DATA SHOWN Start Marker

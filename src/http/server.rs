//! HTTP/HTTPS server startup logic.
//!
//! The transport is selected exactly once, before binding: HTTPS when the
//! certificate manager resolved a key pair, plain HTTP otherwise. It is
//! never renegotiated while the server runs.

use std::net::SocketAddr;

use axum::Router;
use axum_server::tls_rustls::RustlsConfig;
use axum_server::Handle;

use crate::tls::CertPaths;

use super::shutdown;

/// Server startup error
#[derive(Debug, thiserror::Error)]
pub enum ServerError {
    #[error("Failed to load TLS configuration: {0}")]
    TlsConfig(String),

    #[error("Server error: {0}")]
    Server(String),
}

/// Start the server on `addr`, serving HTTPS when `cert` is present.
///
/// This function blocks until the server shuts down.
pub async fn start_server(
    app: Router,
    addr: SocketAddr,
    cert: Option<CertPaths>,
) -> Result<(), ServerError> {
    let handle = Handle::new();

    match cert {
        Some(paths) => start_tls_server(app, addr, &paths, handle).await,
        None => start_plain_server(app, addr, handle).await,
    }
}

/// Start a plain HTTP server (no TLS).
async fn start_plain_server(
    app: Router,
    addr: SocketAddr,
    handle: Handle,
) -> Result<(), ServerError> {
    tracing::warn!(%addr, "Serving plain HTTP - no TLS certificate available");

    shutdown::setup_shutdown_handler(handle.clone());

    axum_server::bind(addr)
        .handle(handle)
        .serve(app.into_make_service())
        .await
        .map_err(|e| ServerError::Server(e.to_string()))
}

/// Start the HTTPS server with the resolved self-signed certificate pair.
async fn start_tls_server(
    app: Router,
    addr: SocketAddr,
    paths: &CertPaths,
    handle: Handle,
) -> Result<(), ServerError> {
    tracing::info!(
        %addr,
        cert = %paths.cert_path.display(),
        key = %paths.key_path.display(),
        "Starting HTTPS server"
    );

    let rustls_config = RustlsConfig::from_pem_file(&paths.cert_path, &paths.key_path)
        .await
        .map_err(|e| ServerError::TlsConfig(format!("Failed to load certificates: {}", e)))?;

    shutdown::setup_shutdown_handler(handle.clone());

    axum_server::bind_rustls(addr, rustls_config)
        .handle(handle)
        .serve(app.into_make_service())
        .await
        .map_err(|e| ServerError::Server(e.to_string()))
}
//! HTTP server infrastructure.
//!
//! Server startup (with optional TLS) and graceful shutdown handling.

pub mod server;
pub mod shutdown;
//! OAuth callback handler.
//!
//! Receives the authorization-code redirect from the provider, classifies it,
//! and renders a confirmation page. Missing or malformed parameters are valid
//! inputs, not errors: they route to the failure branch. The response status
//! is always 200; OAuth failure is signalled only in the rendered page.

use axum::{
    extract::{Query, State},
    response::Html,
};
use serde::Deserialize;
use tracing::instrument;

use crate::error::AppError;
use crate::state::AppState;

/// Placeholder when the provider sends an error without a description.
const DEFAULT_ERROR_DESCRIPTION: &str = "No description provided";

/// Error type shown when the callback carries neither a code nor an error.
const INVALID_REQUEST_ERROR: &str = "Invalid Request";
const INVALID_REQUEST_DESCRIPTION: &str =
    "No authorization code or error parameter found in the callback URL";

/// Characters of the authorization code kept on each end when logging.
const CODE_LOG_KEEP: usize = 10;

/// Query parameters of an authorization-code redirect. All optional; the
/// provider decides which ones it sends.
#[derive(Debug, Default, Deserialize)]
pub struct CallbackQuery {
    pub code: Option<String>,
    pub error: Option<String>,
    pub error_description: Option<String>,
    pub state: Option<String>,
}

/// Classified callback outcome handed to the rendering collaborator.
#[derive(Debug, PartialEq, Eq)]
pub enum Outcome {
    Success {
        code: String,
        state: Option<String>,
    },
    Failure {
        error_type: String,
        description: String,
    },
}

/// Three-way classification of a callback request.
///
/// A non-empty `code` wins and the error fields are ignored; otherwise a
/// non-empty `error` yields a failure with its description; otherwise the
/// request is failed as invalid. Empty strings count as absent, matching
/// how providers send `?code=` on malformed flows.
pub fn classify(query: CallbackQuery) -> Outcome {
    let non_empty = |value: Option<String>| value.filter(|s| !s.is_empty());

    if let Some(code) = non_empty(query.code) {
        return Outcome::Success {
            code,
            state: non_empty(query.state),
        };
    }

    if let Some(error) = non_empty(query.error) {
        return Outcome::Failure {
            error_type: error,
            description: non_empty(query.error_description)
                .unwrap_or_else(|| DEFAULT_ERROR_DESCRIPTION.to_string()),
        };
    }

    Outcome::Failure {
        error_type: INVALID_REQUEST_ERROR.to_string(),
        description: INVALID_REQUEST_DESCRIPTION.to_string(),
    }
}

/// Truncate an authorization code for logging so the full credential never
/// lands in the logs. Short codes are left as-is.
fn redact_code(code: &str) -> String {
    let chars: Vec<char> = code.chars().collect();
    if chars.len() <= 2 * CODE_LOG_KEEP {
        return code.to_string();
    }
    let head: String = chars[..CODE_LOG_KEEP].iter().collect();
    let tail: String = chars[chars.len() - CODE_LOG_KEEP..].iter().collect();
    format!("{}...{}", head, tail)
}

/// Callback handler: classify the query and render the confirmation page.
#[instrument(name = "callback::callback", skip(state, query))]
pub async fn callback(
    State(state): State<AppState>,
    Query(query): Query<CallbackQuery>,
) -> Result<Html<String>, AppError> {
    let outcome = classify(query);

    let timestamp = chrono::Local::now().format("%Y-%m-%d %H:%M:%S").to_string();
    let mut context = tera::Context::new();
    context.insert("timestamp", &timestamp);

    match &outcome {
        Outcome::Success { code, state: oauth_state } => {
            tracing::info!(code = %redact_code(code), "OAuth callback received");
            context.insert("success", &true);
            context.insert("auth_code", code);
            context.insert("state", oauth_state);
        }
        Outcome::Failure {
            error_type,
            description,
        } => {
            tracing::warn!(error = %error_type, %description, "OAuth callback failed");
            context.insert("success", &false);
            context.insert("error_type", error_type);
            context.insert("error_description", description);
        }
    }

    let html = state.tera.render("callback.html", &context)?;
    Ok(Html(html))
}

DATA SHOWN End Marker

> [ACTIVITY]: Nothing may change. Retype all of the entries.

> [EXERCISE RESPONSE]:
filename src/http/server.rs
//! HTTP/HTTPS server startup logic.
//!
//! The transport is selected exactly once, before binding: HTTPS when the
//! certificate manager resolved a key pair, plain HTTP otherwise. It is
//! never renegotiated while the server runs.

use std::net::SocketAddr;

use axum::Router;
use axum_server::tls_rustls::RustlsConfig;
use axum_server::Handle;

use crate::tls::CertPaths;

use super::shutdown;

/// Server startup error
#[derive(Debug, thiserror::Error)]
pub enum ServerError {
    #[error("Failed to load TLS configuration: {0}")]
    TlsConfig(String),

    #[error("Server error: {0}")]
    Server(String),
}

/// Start the server on `addr`, serving HTTPS when `cert` is present.
///
/// This function blocks until the server shuts down.
pub async fn start_server(
    app: Router,
    addr: SocketAddr,
    cert: Option<CertPaths>,
) -> Result<(), ServerError> {
    let handle = Handle::new();

    match cert {
        Some(paths) => start_tls_server(app, addr, &paths, handle).await,
        None => start_plain_server(app, addr, handle).await,
    }
}

/// Start a plain HTTP server (no TLS).
async fn start_plain_server(
    app: Router,
    addr: SocketAddr,
    handle: Handle,
) -> Result<(), ServerError> {
    tracing::warn!(%addr, "Serving plain HTTP - no TLS certificate available");

    shutdown::setup_shutdown_handler(handle.clone());

    axum_server::bind(addr)
        .handle(handle)
        .serve(app.into_make_service())
        .await
        .map_err(|e| ServerError::Server(e.to_string()))
}

/// Start the HTTPS server with the resolved self-signed certificate pair.
async fn start_tls_server(
    app: Router,
    addr: SocketAddr,
    paths: &CertPaths,
    handle: Handle,
) -> Result<(), ServerError> {
    tracing::info!(
        %addr,
        cert = %paths.cert_path.display(),
        key = %paths.key_path.display(),
        "Starting HTTPS server"
    );

    let rustls_config = RustlsConfig::from_pem_file(&paths.cert_path, &paths.key_path)
        .await
        .map_err(|e| ServerError::TlsConfig(format!("Failed to load certificates: {}", e)))?;

    shutdown::setup_shutdown_handler(handle.clone());

    axum_server::bind_rustls(addr, rustls_config)
        .handle(handle)
        .serve(app.into_make_service())
        .await
        .map_err(|e| ServerError::Server(e.to_string()))
}
//! HTTP server infrastructure.
//!
//! Server startup (with optional TLS) and graceful shutdown handling.

pub mod server;
pub mod shutdown;
//! OAuth callback handler.
//!
//! Receives the authorization-code redirect from the provider, classifies it,
//! and renders a confirmation page. Missing or malformed parameters are valid
//! inputs, not errors: they route to the failure branch. The response status
//! is always 200; OAuth failure is signalled only in the rendered page.

use axum::{
    extract::{Query, State},
    response::Html,
};
use serde::Deserialize;
use tracing::instrument;

use crate::error::AppError;
use crate::state::AppState;

/// Placeholder when the provider sends an error without a description.
const DEFAULT_ERROR_DESCRIPTION: &str = "No description provided";

/// Error type shown when the callback carries neither a code nor an error.
const INVALID_REQUEST_ERROR: &str = "Invalid Request";
const INVALID_REQUEST_DESCRIPTION: &str =
    "No authorization code or error parameter found in the callback URL";

/// Characters of the authorization code kept on each end when logging.
const CODE_LOG_KEEP: usize = 10;

/// Query parameters of an authorization-code redirect. All optional; the
/// provider decides which ones it sends.
#[derive(Debug, Default, Deserialize)]
pub struct CallbackQuery {
    pub code: Option<String>,
    pub error: Option<String>,
    pub error_description: Option<String>,
    pub state: Option<String>,
}

/// Classified callback outcome handed to the rendering collaborator.
#[derive(Debug, PartialEq, Eq)]
pub enum Outcome {
    Success {
        code: String,
        state: Option<String>,
    },
    Failure {
        error_type: String,
        description: String,
    },
}

/// Three-way classification of a callback request.
///
/// A non-empty `code` wins and the error fields are ignored; otherwise a
/// non-empty `error` yields a failure with its description; otherwise the
/// request is failed as invalid. Empty strings count as absent, matching
/// how providers send `?code=` on malformed flows.
pub fn classify(query: CallbackQuery) -> Outcome {
    let non_empty = |value: Option<String>| value.filter(|s| !s.is_empty());

    if let Some(code) = non_empty(query.code) {
        return Outcome::Success {
            code,
            state: non_empty(query.state),
        };
    }

    if let Some(error) = non_empty(query.error) {
        return Outcome::Failure {
            error_type: error,
            description: non_empty(query.error_description)
                .unwrap_or_else(|| DEFAULT_ERROR_DESCRIPTION.to_string()),
        };
    }

    Outcome::Failure {
        error_type: INVALID_REQUEST_ERROR.to_string(),
        description: INVALID_REQUEST_DESCRIPTION.to_string(),
    }
}

/// Truncate an authorization code for logging so the full credential never
/// lands in the logs. Short codes are left as-is.
fn redact_code(code: &str) -> String {
    let chars: Vec<char> = code.chars().collect();
    if chars.len() <= 2 * CODE_LOG_KEEP {
        return code.to_string();
    }
    let head: String = chars[..CODE_LOG_KEEP].iter().collect();
    let tail: String = chars[chars.len() - CODE_LOG_KEEP..].iter().collect();
    format!("{}...{}", head, tail)
}

/// Callback handler: classify the query and render the confirmation page.
#[instrument(name = "callback::callback", skip(state, query))]
pub async fn callback(
    State(state): State<AppState>,
    Query(query): Query<CallbackQuery>,
) -> Result<Html<String>, AppError> {
    let outcome = classify(query);

    let timestamp = chrono::Local::now().format("%Y-%m-%d %H:%M:%S").to_string();
    let mut context = tera::Context::new();
    context.insert("timestamp", &timestamp);

    match &outcome {
        Outcome::Success { code, state: oauth_state } => {
            tracing::info!(code = %redact_code(code), "OAuth callback received");
            context.insert("success", &true);
            context.insert("auth_code", code);
            context.insert("state", oauth_state);
        }
        Outcome::Failure {
            error_type,
            description,
        } => {
            tracing::warn!(error = %error_type, %description, "OAuth callback failed");
            context.insert("success", &false);
            context.insert("error_type", error_type);
            context.insert("error_description", description);
        }
    }

    let html = state.tera.render("callback.html", &context)?;
    Ok(Html(html))
}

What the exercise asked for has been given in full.